— To do —
In the listing, determine how many lines contain "width". The reply is that number alone.
____
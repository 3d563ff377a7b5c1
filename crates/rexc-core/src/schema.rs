//! Internal value types and output schemas. Pure data.
//!
//! `TypeInfo` is what every converted expression node carries; `NodeSchema`
//! is the ordered output row shape handed to the plan-node builder.

use serde::{Deserialize, Serialize};

use crate::expr::Expr;

/// Engine value-type tag.
#[derive(Debug, Clone, Copy, PartialEq, Eq, Hash, Serialize, Deserialize)]
pub enum ValueType {
    /// Not resolved yet. Never survives a finished conversion.
    Invalid,
    Null,
    Boolean,
    TinyInt,
    SmallInt,
    Integer,
    BigInt,
    Float,
    Decimal,
    String,
    VarBinary,
    /// Microseconds since the Unix epoch.
    Timestamp,
}

impl ValueType {
    pub fn is_integer(self) -> bool {
        matches!(
            self,
            ValueType::TinyInt | ValueType::SmallInt | ValueType::Integer | ValueType::BigInt
        )
    }

    pub fn is_numeric(self) -> bool {
        self.is_integer() || matches!(self, ValueType::Float | ValueType::Decimal)
    }

    pub fn name(self) -> &'static str {
        match self {
            ValueType::Invalid => "INVALID",
            ValueType::Null => "NULL",
            ValueType::Boolean => "BOOLEAN",
            ValueType::TinyInt => "TINYINT",
            ValueType::SmallInt => "SMALLINT",
            ValueType::Integer => "INTEGER",
            ValueType::BigInt => "BIGINT",
            ValueType::Float => "FLOAT",
            ValueType::Decimal => "DECIMAL",
            ValueType::String => "VARCHAR",
            ValueType::VarBinary => "VARBINARY",
            ValueType::Timestamp => "TIMESTAMP",
        }
    }
}

impl std::fmt::Display for ValueType {
    fn fmt(&self, f: &mut std::fmt::Formatter<'_>) -> std::fmt::Result {
        f.write_str(self.name())
    }
}

/// A value type plus its width/precision/scale and unit convention.
#[derive(Debug, Clone, Copy, PartialEq, Eq, Hash, Serialize, Deserialize)]
pub struct TypeInfo {
    pub value_type: ValueType,
    /// Declared width for VARCHAR (characters) and VARBINARY (bytes).
    pub width: Option<u32>,
    pub precision: Option<u32>,
    pub scale: Option<u32>,
    pub nullable: bool,
    /// Set for interval types: the value is a BIGINT count of microseconds
    /// and arithmetic against a TIMESTAMP needs microsecond wrapping.
    pub interval: bool,
}

impl TypeInfo {
    pub const fn new(value_type: ValueType) -> Self {
        Self {
            value_type,
            width: None,
            precision: None,
            scale: None,
            nullable: true,
            interval: false,
        }
    }

    pub const fn invalid() -> Self {
        Self::new(ValueType::Invalid)
    }

    pub const fn boolean() -> Self {
        Self::new(ValueType::Boolean)
    }

    pub const fn bigint() -> Self {
        Self::new(ValueType::BigInt)
    }

    pub const fn timestamp() -> Self {
        Self::new(ValueType::Timestamp)
    }

    pub const fn decimal(precision: u32, scale: u32) -> Self {
        Self {
            precision: Some(precision),
            scale: Some(scale),
            ..Self::new(ValueType::Decimal)
        }
    }

    pub const fn interval() -> Self {
        Self {
            interval: true,
            ..Self::new(ValueType::BigInt)
        }
    }

    pub fn with_width(mut self, width: Option<u32>) -> Self {
        self.width = width;
        self
    }

    pub fn with_nullable(mut self, nullable: bool) -> Self {
        self.nullable = nullable;
        self
    }

    pub fn is_invalid(&self) -> bool {
        self.value_type == ValueType::Invalid
    }

    pub fn is_timestamp(&self) -> bool {
        self.value_type == ValueType::Timestamp
    }
}

impl Default for TypeInfo {
    fn default() -> Self {
        Self::invalid()
    }
}

/// One output column of a plan node.
#[derive(Debug, Clone, PartialEq, Serialize, Deserialize)]
pub struct SchemaColumn {
    /// Output name (alias) of the column.
    pub name: String,
    /// Originating table; empty when the column is computed.
    pub table_name: String,
    /// Originating column; empty when the column is computed.
    pub column_name: String,
    /// Position in the output row, always equal to the index in `NodeSchema`.
    pub ordinal: usize,
    pub expr: Expr,
}

impl SchemaColumn {
    pub fn computed(name: impl Into<String>, ordinal: usize, expr: Expr) -> Self {
        Self {
            name: name.into(),
            table_name: String::new(),
            column_name: String::new(),
            ordinal,
            expr,
        }
    }

    pub fn value_type(&self) -> TypeInfo {
        self.expr.type_info()
    }
}

/// Ordered output columns. Order is the output row shape.
#[derive(Debug, Clone, Default, PartialEq, Serialize, Deserialize)]
pub struct NodeSchema {
    pub columns: Vec<SchemaColumn>,
}

impl NodeSchema {
    pub fn new() -> Self {
        Self::default()
    }

    /// Append a column; its ordinal is forced to the next position.
    pub fn push(&mut self, mut column: SchemaColumn) {
        column.ordinal = self.columns.len();
        self.columns.push(column);
    }

    pub fn len(&self) -> usize {
        self.columns.len()
    }

    pub fn is_empty(&self) -> bool {
        self.columns.is_empty()
    }

    pub fn column(&self, idx: usize) -> Option<&SchemaColumn> {
        self.columns.get(idx)
    }

    pub fn index_of(&self, name: &str) -> Option<usize> {
        self.columns.iter().position(|c| c.name == name)
    }

    pub fn names(&self) -> impl Iterator<Item = &str> {
        self.columns.iter().map(|c| c.name.as_str())
    }
}

#[cfg(test)]
mod tests {
    use super::*;
    use crate::expr::Expr;

    #[test]
    fn push_assigns_positional_ordinals() {
        let mut schema = NodeSchema::new();
        schema.push(SchemaColumn::computed(
            "a",
            7,
            Expr::tuple_ref("", "a", 0, 0, TypeInfo::bigint()),
        ));
        schema.push(SchemaColumn::computed(
            "b",
            0,
            Expr::tuple_ref("", "b", 1, 0, TypeInfo::boolean()),
        ));
        let ordinals: Vec<usize> = schema.columns.iter().map(|c| c.ordinal).collect();
        assert_eq!(ordinals, vec![0, 1]);
        assert_eq!(schema.index_of("b"), Some(1));
        assert_eq!(schema.column(1).unwrap().value_type(), TypeInfo::boolean());
    }

    #[test]
    fn interval_is_tagged_bigint() {
        let t = TypeInfo::interval();
        assert_eq!(t.value_type, ValueType::BigInt);
        assert!(t.interval);
        assert!(t.value_type.is_integer());
    }
}
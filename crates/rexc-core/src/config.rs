//! Compiler configuration that downstream crates can serialize/deserialize.

use serde::{Deserialize, Serialize};

use crate::error::{Error, Result};

/// Largest DECIMAL precision the execution engine stores.
pub const DEFAULT_MAX_DECIMAL_PRECISION: u32 = 38;
/// Largest DECIMAL scale the execution engine stores.
pub const DEFAULT_MAX_DECIMAL_SCALE: u32 = 12;
pub const DEFAULT_MAX_EXPRESSION_DEPTH: usize = 512;

#[derive(Debug, Clone, PartialEq, Eq, Serialize, Deserialize)]
#[serde(default)]
pub struct PlannerConfig {
    /// Maximum nesting of expression nodes (local ref hops included) the
    /// converter descends before giving up with an invariant error.
    pub max_expression_depth: usize,

    /// DECIMAL types with a larger declared precision fail type resolution.
    pub max_decimal_precision: u32,

    /// DECIMAL types with a larger declared scale fail type resolution.
    pub max_decimal_scale: u32,
}

impl Default for PlannerConfig {
    fn default() -> Self {
        Self {
            max_expression_depth: DEFAULT_MAX_EXPRESSION_DEPTH,
            max_decimal_precision: DEFAULT_MAX_DECIMAL_PRECISION,
            max_decimal_scale: DEFAULT_MAX_DECIMAL_SCALE,
        }
    }
}

impl PlannerConfig {
    /// Create a config from environment variables, falling back to defaults.
    ///
    /// Environment variables:
    /// - `REXC_MAX_EXPRESSION_DEPTH`: converter recursion limit
    /// - `REXC_MAX_DECIMAL_PRECISION`: largest accepted DECIMAL precision
    /// - `REXC_MAX_DECIMAL_SCALE`: largest accepted DECIMAL scale
    pub fn from_env() -> Self {
        let mut cfg = Self::default();

        if let Ok(s) = std::env::var("REXC_MAX_EXPRESSION_DEPTH") {
            if let Ok(v) = s.parse::<usize>() {
                cfg.max_expression_depth = v;
            }
        }

        if let Ok(s) = std::env::var("REXC_MAX_DECIMAL_PRECISION") {
            if let Ok(v) = s.parse::<u32>() {
                cfg.max_decimal_precision = v;
            }
        }

        if let Ok(s) = std::env::var("REXC_MAX_DECIMAL_SCALE") {
            if let Ok(v) = s.parse::<u32>() {
                cfg.max_decimal_scale = v;
            }
        }

        cfg
    }

    pub fn with_max_expression_depth(mut self, depth: usize) -> Self {
        self.max_expression_depth = depth;
        self
    }

    /// Reject settings no statement could compile under.
    pub fn validate(&self) -> Result<()> {
        if self.max_expression_depth == 0 {
            return Err(Error::Config(
                "max_expression_depth must be at least 1".into(),
            ));
        }
        if self.max_decimal_precision == 0 {
            return Err(Error::Config(
                "max_decimal_precision must be at least 1".into(),
            ));
        }
        if self.max_decimal_scale > self.max_decimal_precision {
            return Err(Error::Config(format!(
                "max_decimal_scale ({}) exceeds max_decimal_precision ({})",
                self.max_decimal_scale, self.max_decimal_precision
            )));
        }
        Ok(())
    }
}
____
— Answer to this exercise —
6